Filebeat collects logs from within the namespace of each component and ships them to the centralized logging stack that was deployed by OOM with the other ONAP components.  Users are able to point their web browsers to the Kibana component and see all of the raw logs as well as predefined dashboards that show the state of ONAP in real-time. 

Intra Component Clustering

The OOM project is not responsible for creating highly available versions of all of the ONAP components, but does provide via Kubernetes many built in facilities to build clustered, highly available systems including: Services with load-balancers (including support for External Load Balancers), Ingress Resources, and Replica Sets. Some of the open-source projects that form the basis of ONAP components directly support clustered configurations like ODL with instructions on Setting Up Clustering or MariaDB Getting Started with MariaDB Galera Cluster. .  

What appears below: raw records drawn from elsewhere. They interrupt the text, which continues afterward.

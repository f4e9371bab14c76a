use std::cell::RefCell;
use std::rc::Rc;

use super::frame::request_frame;
use super::runtime::{notify_write, release_signal, try_with_runtime, with_runtime, SignalId};

struct SignalInner<T> {
    id: SignalId,
    value: RefCell<T>,
}

impl<T> SignalInner<T> {
    fn track(&self) {
        try_with_runtime(|rt| rt.track_read(self.id));
    }

    fn read<R>(&self, f: impl FnOnce(&T) -> R) -> R {
        let guard = self.value.borrow();
        f(&*guard)
    }
}

impl<T: PartialEq> SignalInner<T> {
    fn write(&self, value: T) {
        let Ok(mut guard) = self.value.try_borrow_mut() else {
            log::warn!("Signal {} written while being read, update skipped", self.id);
            return;
        };
        if *guard != value {
            *guard = value;
            drop(guard);
            notify_write(self.id);
            request_frame();
        }
    }
}

impl<T> Drop for SignalInner<T> {
    fn drop(&mut self) {
        release_signal(self.id);
    }
}

/// A reactive value.
///
/// Reading a signal inside an effect subscribes the effect; writing a
/// different value re-runs subscribers and requests a frame. Writing an
/// equal value is a no-op. Signals belong to the thread that created them:
///
/// ```compile_fail
/// fn assert_send<T: Send>() {}
/// assert_send::<sheet_drag::reactive::Signal<f32>>();
/// ```
pub struct Signal<T> {
    inner: Rc<SignalInner<T>>,
}

impl<T> Clone for Signal<T> {
    fn clone(&self) -> Self {
        Self {
            inner: self.inner.clone(),
        }
    }
}

impl<T> Signal<T> {
    pub fn new(value: T) -> Self {
        let id = with_runtime(|rt| rt.allocate_signal());
        Self {
            inner: Rc::new(SignalInner {
                id,
                value: RefCell::new(value),
            }),
        }
    }

    /// A handle that can observe this signal but not write it.
    pub fn read_only(&self) -> ReadSignal<T> {
        ReadSignal {
            inner: self.inner.clone(),
        }
    }

    pub fn with<F, R>(&self, f: F) -> R
    where
        F: FnOnce(&T) -> R,
    {
        self.inner.track();
        self.inner.read(f)
    }

    pub fn with_untracked<F, R>(&self, f: F) -> R
    where
        F: FnOnce(&T) -> R,
    {
        self.inner.read(f)
    }
}

impl<T: Clone> Signal<T> {
    pub fn get(&self) -> T {
        self.with(T::clone)
    }

    pub fn get_untracked(&self) -> T {
        self.with_untracked(T::clone)
    }
}

impl<T: PartialEq> Signal<T> {
    /// Sets the signal's value, only triggering updates if the value actually changed.
    pub fn set(&self, value: T) {
        self.inner.write(value);
    }
}

impl<T: PartialEq + Clone> Signal<T> {
    /// Updates the signal's value using a closure, only triggering updates if the value changed.
    pub fn update<F>(&self, f: F)
    where
        F: FnOnce(&mut T),
    {
        let mut value = self.get_untracked();
        f(&mut value);
        self.inner.write(value);
    }
}

/// Read-only handle to a signal.
pub struct ReadSignal<T> {
    inner: Rc<SignalInner<T>>,
}

impl<T> Clone for ReadSignal<T> {
    fn clone(&self) -> Self {
        Self {
            inner: self.inner.clone(),
        }
    }
}

impl<T> ReadSignal<T> {
    pub fn with<F, R>(&self, f: F) -> R
    where
        F: FnOnce(&T) -> R,
    {
        self.inner.track();
        self.inner.read(f)
    }

    pub fn with_untracked<F, R>(&self, f: F) -> R
    where
        F: FnOnce(&T) -> R,
    {
        self.inner.read(f)
    }
}

impl<T: Clone> ReadSignal<T> {
    pub fn get(&self) -> T {
        self.with(T::clone)
    }

    pub fn get_untracked(&self) -> T {
        self.with_untracked(T::clone)
    }
}

pub fn create_signal<T>(value: T) -> Signal<T> {
    Signal::new(value)
}

#[cfg(test)]
mod tests {
    use super::*;

    #[test]
    fn test_create_signal_and_get() {
        let signal = create_signal(42);
        assert_eq!(signal.get(), 42);
    }

    #[test]
    fn test_set_updates_value() {
        let signal = create_signal(10.0f32);
        signal.set(20.0);
        assert_eq!(signal.get(), 20.0);
    }

    #[test]
    fn test_update_with_closure() {
        let signal = create_signal(5);
        signal.update(|v| *v += 10);
        assert_eq!(signal.get(), 15);
    }

    #[test]
    fn test_read_only_observes_writes() {
        let signal = create_signal(7);
        let read = signal.read_only();
        signal.set(14);
        assert_eq!(read.get(), 14);
        assert_eq!(read.with_untracked(|v| v * 2), 28);
    }

    #[test]
    fn test_clone_shares_underlying_value() {
        let signal1 = create_signal(50);
        let signal2 = signal1.clone();
        signal1.set(75);
        assert_eq!(signal2.get(), 75);
    }

    #[test]
    fn test_dropping_last_handle_frees_slot() {
        let baseline = crate::reactive::runtime::live_slots().0;
        let signal = create_signal(1);
        let read = signal.read_only();
        drop(signal);
        assert_eq!(crate::reactive::runtime::live_slots().0, baseline + 1);
        drop(read);
        assert_eq!(crate::reactive::runtime::live_slots().0, baseline);
    }

    #[test]
    fn test_write_during_read_is_skipped() {
        let signal = create_signal(1);
        signal.with(|_| signal.set(2));
        assert_eq!(signal.get(), 1);
    }

    #[test]
    fn test_set_same_value_does_not_request_frame() {
        let signal = create_signal(5);
        crate::reactive::take_frame_request();
        signal.set(5);
        assert!(!crate::reactive::take_frame_request());
        signal.set(6);
        assert!(crate::reactive::take_frame_request());
    }
}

OOM uses the Kubernetes service abstraction to provide a consistent access point for each of the ONAP components, independent of the pod or container architecture of that component.  For example, the SDN-C component may introduce OpenDaylight clustering as some point and change the number of pods in this component to three or more, but this change will be isolated from the other ONAP components by the service abstraction.  A service can include a load balancer on its ingress to distribute traffic between the pods and even react to dynamic changes in the number of pods if they are part of a replica set. A replica set is a construct that is used to describe the desired state of the cluster.  For example 'replicas: 3' indicates to Kubernetes that a cluster of 3 instances is the desired state.  Should one of the members of the cluster fail, a new member will be automatically started to replace it.

Some of the ONAP components many need a more deterministic deployment; for example to enable intra-cluster communication. For these applications the component can be deployed as a Kubernetes StatefulSet which will maintain a persistent identifier for the pods and thus a stable network id for the pods. For example: the pod names might be web-0, web-1, web-{N-1} for N 'web' pods with corresponding DNS entries such that intra service communication is simple even if the pods are physically distributed across multiple nodes. An example of how these capabilities can be used is described in the Running Consul on Kubernetes tutorial.  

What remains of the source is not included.